Halomonas sp. Y2 is a halotolerant alkaliphilic strain from Na+-rich pulp mill wastewater with high alkalinity (pH >11.0). Transcriptome analysis of this isolate revealed this strain may use various transport systems for pH homeostasis. In particular, the genes encoding four putative Na+/H+ antiporters were differentially expressed upon acidic or alkaline conditions. Further evidence, from heterologous expression and mutant studies, suggested that Halomonas sp. Y2 employs its Na+/H+ antiporters in a labor division way to deal with saline and alkaline environments. Ha-NhaD2 displayed robust Na+(Li+) resistance and high transport activities in Escherichia coli; a ΔHa-nhaD2 mutant exhibited growth inhibition at high Na+(Li+) concentrations at pH values of 6.2, 8.0, and 10.0, suggesting its physiological role in osmotic homeostasis.
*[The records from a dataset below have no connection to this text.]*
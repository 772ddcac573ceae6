//! In-memory visitor aggregate: totals, daily buckets and page views

use base64::{engine::general_purpose::STANDARD, Engine as _};
use chrono::NaiveDate;
use serde::Serialize;
use std::collections::{BTreeMap, HashMap, HashSet};

/// Number of base64 characters of the user agent kept in a fingerprint
const USER_AGENT_PREFIX: usize = 10;

/// Who made a request, as seen by the HTTP layer
#[derive(Debug, Clone, PartialEq, Eq)]
pub struct VisitorInfo {
    pub address: String,
    pub user_agent: String,
}

impl VisitorInfo {
    pub fn new(address: impl Into<String>, user_agent: impl Into<String>) -> Self {
        Self {
            address: address.into(),
            user_agent: user_agent.into(),
        }
    }

    /// Coarse visitor identity: `address-<first 10 chars of base64(user agent)>`.
    /// Collisions are expected and tolerated.
    pub fn fingerprint(&self) -> String {
        let encoded = STANDARD.encode(self.user_agent.as_bytes());
        let prefix = &encoded[..encoded.len().min(USER_AGENT_PREFIX)];
        format!("{}-{}", self.address, prefix)
    }
}

#[derive(Debug, Clone, Default, PartialEq, Eq)]
pub struct DailyBucket {
    pub visits: u64,
    pub unique_visitors: HashSet<String>,
}

#[derive(Debug, Clone, Default, PartialEq, Eq)]
pub struct VisitorStats {
    pub total_visits: u64,
    pub unique_visitors: HashSet<String>,
    pub daily_stats: BTreeMap<NaiveDate, DailyBucket>,
    pub page_views: HashMap<String, u64>,
}

/// Rollup served to the rest of the application
#[derive(Debug, Clone, Copy, Default, PartialEq, Eq, Serialize)]
#[serde(rename_all = "camelCase")]
pub struct VisitorSummary {
    pub total_visits: u64,
    pub unique_visitors: usize,
    pub today_visits: u64,
    pub today_unique_visitors: usize,
}

impl VisitorStats {
    /// Count one page view and return the new total.
    pub fn record(&mut self, fingerprint: String, path: &str, today: NaiveDate) -> u64 {
        self.total_visits += 1;

        let bucket = self.daily_stats.entry(today).or_default();
        bucket.visits += 1;
        bucket.unique_visitors.insert(fingerprint.clone());

        self.unique_visitors.insert(fingerprint);

        *self.page_views.entry(path.to_string()).or_insert(0) += 1;

        self.total_visits
    }

    pub fn summary(&self, today: NaiveDate) -> VisitorSummary {
        let (today_visits, today_unique_visitors) = self
            .daily_stats
            .get(&today)
            .map(|b| (b.visits, b.unique_visitors.len()))
            .unwrap_or((0, 0));

        VisitorSummary {
            total_visits: self.total_visits,
            unique_visitors: self.unique_visitors.len(),
            today_visits,
            today_unique_visitors,
        }
    }

    /// Drop every daily bucket strictly older than `cutoff`. Returns how many were removed.
    pub fn prune_before(&mut self, cutoff: NaiveDate) -> usize {
        let before = self.daily_stats.len();
        self.daily_stats.retain(|date, _| *date >= cutoff);
        before - self.daily_stats.len()
    }
}
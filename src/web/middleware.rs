//! Visit counting middleware
//!
//! Counts page views before the request reaches the router. Only GET requests
//! for paths without a file extension are counted, so static assets do not
//! inflate the numbers.

use axum::{
    body::Body,
    extract::ConnectInfo,
    http::{header, HeaderMap, Method, Request},
    response::Response,
};
use futures::future::BoxFuture;
use std::{net::SocketAddr, sync::Arc, task::{Context, Poll}};
use tower::{Layer, Service};

use crate::visitors::{VisitorCounter, VisitorInfo};

const UNKNOWN: &str = "unknown";

/// Whether a request counts as a page view
pub fn should_count(method: &Method, path: &str) -> bool {
    *method == Method::GET && !path.contains('.')
}

/// Get the real client IP address, checking proxy headers first
/// Priority: X-Real-IP > X-Forwarded-For (first IP) > ConnectInfo
fn get_real_ip(headers: &HeaderMap, fallback_ip: &str) -> String {
    // Try X-Real-IP first (set by Caddy/nginx)
    if let Some(real_ip) = headers.get("x-real-ip") {
        if let Ok(ip) = real_ip.to_str() {
            let ip = ip.trim();
            if !ip.is_empty() {
                return ip.to_string();
            }
        }
    }

    // X-Forwarded-For may hold a chain; the first entry is the client
    if let Some(forwarded) = headers.get("x-forwarded-for") {
        if let Ok(ips) = forwarded.to_str() {
            if let Some(first_ip) = ips.split(',').next() {
                let ip = first_ip.trim();
                if !ip.is_empty() {
                    return ip.to_string();
                }
            }
        }
    }

    fallback_ip.to_string()
}

fn visitor_info(request: &Request<Body>) -> VisitorInfo {
    let fallback_ip = request
        .extensions()
        .get::<ConnectInfo<SocketAddr>>()
        .map(|ConnectInfo(addr)| addr.ip().to_string())
        .unwrap_or_else(|| UNKNOWN.to_string());
    let headers = request.headers();

    let user_agent = headers
        .get(header::USER_AGENT)
        .and_then(|v| v.to_str().ok())
        .filter(|s| !s.is_empty())
        .unwrap_or(UNKNOWN);

    VisitorInfo::new(get_real_ip(headers, &fallback_ip), user_agent)
}

/// Layer for visit counting
#[derive(Clone)]
pub struct VisitCountingLayer {
    visitors: Arc<VisitorCounter>,
}

impl VisitCountingLayer {
    pub fn new(visitors: Arc<VisitorCounter>) -> Self {
        Self { visitors }
    }
}

impl<S> Layer<S> for VisitCountingLayer {
    type Service = VisitCountingMiddleware<S>;

    fn layer(&self, inner: S) -> Self::Service {
        VisitCountingMiddleware {
            inner,
            visitors: self.visitors.clone(),
        }
    }
}

/// Middleware service for visit counting
#[derive(Clone)]
pub struct VisitCountingMiddleware<S> {
    inner: S,
    visitors: Arc<VisitorCounter>,
}

impl<S> Service<Request<Body>> for VisitCountingMiddleware<S>
where
    S: Service<Request<Body>, Response = Response> + Send + Clone + 'static,
    S::Future: Send + 'static,
{
    type Response = S::Response;
    type Error = S::Error;
    type Future = BoxFuture<'static, Result<Self::Response, Self::Error>>;

    fn poll_ready(&mut self, cx: &mut Context<'_>) -> Poll<Result<(), Self::Error>> {
        self.inner.poll_ready(cx)
    }

    fn call(&mut self, request: Request<Body>) -> Self::Future {
        let visitors = self.visitors.clone();
        let mut inner = self.inner.clone();

        Box::pin(async move {
            if should_count(request.method(), request.uri().path()) {
                let visitor = visitor_info(&request);
                let path = request.uri().path().to_string();
                // Counted before the handler runs; the counter never fails
                visitors.record_visit(&visitor, &path).await;
            }

            inner.call(request).await
        })
    }
}
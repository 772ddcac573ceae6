//! API error type and its JSON response

use axum::{
    http::StatusCode,
    response::{IntoResponse, Response},
    Json,
};
use serde_json::json;
use thiserror::Error;

use crate::error::StorageError;

#[derive(Debug, Error)]
pub enum ApiError {
    #[error("unauthorized")]
    Unauthorized,
    #[error("not found")]
    NotFound,
    #[error("bad request: {0}")]
    BadRequest(String),
    #[error("storage error: {0}")]
    Storage(#[from] StorageError),
}

impl IntoResponse for ApiError {
    fn into_response(self) -> Response {
        let status = match &self {
            ApiError::Unauthorized => StatusCode::UNAUTHORIZED,
            ApiError::NotFound => StatusCode::NOT_FOUND,
            ApiError::BadRequest(_) => StatusCode::BAD_REQUEST,
            ApiError::Storage(e) => {
                tracing::error!("Archive request failed: {}", e);
                StatusCode::INTERNAL_SERVER_ERROR
            }
        };

        (status, Json(json!({ "error": self.to_string() }))).into_response()
    }
}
In contrast, Ha-NhaD1 showed much weaker activities in ion exporting and pH homeostasis. Ha-Mrp displayed a combination of properties similar to those of Mrp transporters from some Bacillus alkaliphiles and neutrophiles. This conferred obvious Na+(Li+, K+) resistance in E. coli-deficient strains, as those ion transport spectra of some neutrophil Mrp antiporters. Conversely, similar to the Bacillus alkaliphiles, Ha-Mrp showed central roles in the pH homeostasis of Halomonas sp. Y2. An Ha-mrp-disrupted mutant was seriously inhibited by high concentrations of Na+(Li+, K+) but only under alkaline conditions. Ha-NhaP was determined to be a K+/H+ antiporter and shown to confer strong K+ resistance both at acidic and alkaline stresses.